(Record excerpts)
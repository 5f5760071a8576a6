use std::io::{self, Write};

use log::*;

use crate::alu::AluOp;
use crate::error::{MachineError, Result};
use crate::instruction::Instruction;
use crate::memory::{Address, Byte, StdMem, MEMORY_SIZE};
use crate::registers::RegisterFile;
use crate::trace::Trace;

/// Execution state of the machine
#[derive(Debug, Clone, Copy, PartialEq, Eq, Hash)]
pub enum State {
    Running,
    Halted,
}

/// Instruction handler. Every handler receives both pre-fetched operand
/// bytes and ignores the ones it does not use.
pub type Handler<W> = fn(&mut Machine<W>, Byte, Byte) -> Result<()>;

/// Emulates the whole machine. PRN output is written to `W`.
#[derive(Debug)]
pub struct Machine<W = io::Stdout> {
    pub memory: StdMem,
    pub registers: RegisterFile,
    /// Program counter
    pub pc: Address,
    /// Instruction register, the opcode fetched last
    pub ir: Byte,
    pub state: State,
    output: W,
}

impl Machine<io::Stdout> {
    /// Initializes a machine printing to stdout
    pub fn new() -> Self {
        Self::with_output(io::stdout())
    }
}

impl Default for Machine<io::Stdout> {
    fn default() -> Self {
        Self::new()
    }
}

impl<W: Write> Machine<W> {
    pub fn with_output(output: W) -> Self {
        Self {
            memory: StdMem::default(),
            registers: RegisterFile::default(),
            pc: 0,
            ir: 0,
            state: State::Running,
            output,
        }
    }

    pub fn output(&self) -> &W {
        &self.output
    }

    pub fn into_output(self) -> W {
        self.output
    }

    pub fn is_running(&self) -> bool {
        self.state == State::Running
    }

    /// Copies `program` into memory starting at `base`
    pub fn load(&mut self, base: Address, program: &[Byte]) -> Result<()> {
        self.memory.write_array(base, program)?;
        debug!("Loaded {} bytes at 0x{:02X}", program.len(), base);

        Ok(())
    }

    pub fn trace(&self) -> Trace {
        Trace {
            pc: self.pc,
            ir: self.memory.peek_byte(self.pc),
            operands: [
                self.memory.peek_byte(self.pc + 1),
                self.memory.peek_byte(self.pc + 2),
            ],
            registers: *self.registers.as_array(),
        }
    }

    /// Resolves an instruction to the handler implementing it
    pub fn handler(instruction: Instruction) -> Handler<W> {
        let handler: Handler<W> = match instruction {
            Instruction::HLT => Self::hlt,
            Instruction::RET => Self::ret,
            Instruction::PUSH => Self::push,
            Instruction::POP => Self::pop,
            Instruction::PRN => Self::prn,
            Instruction::CALL => Self::call,
            Instruction::LDI => Self::ldi,
            Instruction::ADD => Self::add,
            Instruction::MUL => Self::mul,
        };
        handler
    }

    fn decode(opcode: Byte, address: Address) -> Result<Instruction> {
        Instruction::try_from(opcode)
            .map_err(|_| MachineError::UnrecognizedOpcode { opcode, address })
    }

    /// Executes `opcode` with the given operands. The error for an unknown
    /// opcode reports the current program counter.
    pub fn dispatch(&mut self, opcode: Byte, operand_a: Byte, operand_b: Byte) -> Result<()> {
        let instruction = Self::decode(opcode, self.pc)?;
        Self::handler(instruction)(self, operand_a, operand_b)
    }

    /// Reads the operand `offset` bytes after `address`. Only the first
    /// `required` operands are bounds checked, the others read as 0 past the
    /// end of memory.
    fn operand(&self, address: Address, offset: usize, required: usize) -> Result<Byte> {
        let position = address + offset;
        if offset <= required {
            self.memory.read_byte(position)
        } else {
            Ok(self.memory.peek_byte(position))
        }
    }

    /// Runs one fetch-decode-execute cycle
    pub fn step(&mut self) -> Result<()> {
        let address = self.pc;
        let opcode = self.memory.read_byte(address)?; // Read opcode where PC is
        self.ir = opcode;

        let instruction = Self::decode(opcode, address)?;
        let required = instruction.operand_count();
        let operand_a = self.operand(address, 1, required)?;
        let operand_b = self.operand(address, 2, required)?;

        // CALL and RET overwrite the already advanced PC
        self.pc = address + instruction.size();

        Self::handler(instruction)(self, operand_a, operand_b)
    }

    /// Run program until it halts
    pub fn run(&mut self) -> Result<()> {
        self.run_with(|trace| trace!("{}", trace))
    }

    /// Run program until it halts, showing `observer` the machine before
    /// every cycle
    pub fn run_with<F>(&mut self, mut observer: F) -> Result<()>
    where
        F: FnMut(&Trace),
    {
        while self.is_running() {
            observer(&self.trace());
            self.step()?;
        }

        info!("Machine halted at 0x{:02X}", self.pc);

        Ok(())
    }

    fn decrement_sp(&mut self) -> Address {
        let sp = self.registers.sp().wrapping_sub(1);
        self.registers.set_sp(sp);
        sp.into()
    }

    fn increment_sp(&mut self) {
        let sp = self.registers.sp().wrapping_add(1);
        self.registers.set_sp(sp);
    }

    fn alu(&mut self, op: AluOp, reg_a: Byte, reg_b: Byte) -> Result<()> {
        let a = self.registers.read(reg_a.into())?;
        let b = self.registers.read(reg_b.into())?;
        let result = op.apply(a, b);
        self.registers.write(reg_a.into(), result)?;

        debug!("{:?} R{} R{}: {} {} -> {}", op, reg_a, reg_b, a, b, result);

        Ok(())
    }

    fn hlt(&mut self, _: Byte, _: Byte) -> Result<()> {
        self.state = State::Halted;

        debug!("HLT");

        Ok(())
    }

    fn ldi(&mut self, register: Byte, value: Byte) -> Result<()> {
        self.registers.write(register.into(), value)?;

        debug!("LDI R{} {}", register, value);

        Ok(())
    }

    fn prn(&mut self, register: Byte, _: Byte) -> Result<()> {
        let value = self.registers.read(register.into())?;
        writeln!(self.output, "{}", value)?;

        debug!("PRN R{}: {}", register, value);

        Ok(())
    }

    fn add(&mut self, reg_a: Byte, reg_b: Byte) -> Result<()> {
        self.alu(AluOp::Add, reg_a, reg_b)
    }

    fn mul(&mut self, reg_a: Byte, reg_b: Byte) -> Result<()> {
        self.alu(AluOp::Mul, reg_a, reg_b)
    }

    fn push(&mut self, register: Byte, _: Byte) -> Result<()> {
        let sp = self.decrement_sp();
        let value = self.registers.read(register.into())?;
        self.memory.write_byte(sp, value)?;

        debug!("PUSH R{}: {} -> 0x{:02X}", register, value, sp);

        Ok(())
    }

    fn pop(&mut self, register: Byte, _: Byte) -> Result<()> {
        let sp: Address = self.registers.sp().into();
        let value = self.memory.read_byte(sp)?;
        self.registers.write(register.into(), value)?;
        self.increment_sp();

        debug!("POP R{}: 0x{:02X} -> {}", register, sp, value);

        Ok(())
    }

    fn call(&mut self, register: Byte, _: Byte) -> Result<()> {
        let return_address = Byte::try_from(self.pc).map_err(|_| {
            MachineError::MemoryOutOfBounds {
                address: self.pc,
                size: MEMORY_SIZE,
            }
        })?;

        let sp = self.decrement_sp();
        self.memory.write_byte(sp, return_address)?;
        self.pc = self.registers.read(register.into())?.into();

        debug!(
            "CALL R{}: 0x{:02X}, returning to 0x{:02X}",
            register, self.pc, return_address
        );

        Ok(())
    }

    fn ret(&mut self, _: Byte, _: Byte) -> Result<()> {
        let sp: Address = self.registers.sp().into();
        self.pc = self.memory.read_byte(sp)?.into();
        self.increment_sp();

        debug!("RET 0x{:02X}", self.pc);

        Ok(())
    }
}
//! Tracing subscriber setup.

use crate::config::LoggingConfig;
use tracing_subscriber::EnvFilter;

/// Installs the global fmt subscriber.
///
/// `RUST_LOG` wins over `config.level`; `debug` forces the `debug` level for
/// this crate. Calling this more than once is harmless.
pub fn init(config: &LoggingConfig, debug: bool) {
    let filter = build_filter(config, debug);

    let _ = tracing_subscriber::fmt()
        .with_env_filter(filter)
        .with_ansi(config.ansi)
        .with_target(true)
        .with_writer(std::io::stderr)
        .try_init();
}

fn build_filter(config: &LoggingConfig, debug: bool) -> EnvFilter {
    if debug {
        return EnvFilter::new("pangolin=debug,tower_http=debug,info");
    }
    EnvFilter::try_from_default_env()
        .or_else(|_| EnvFilter::try_new(&config.level))
        .unwrap_or_else(|_| EnvFilter::new("info"))
}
(End Record excerpts)
Indicate how many lines in the records above include the word "crate", giving no other content.

**Written answer:** 8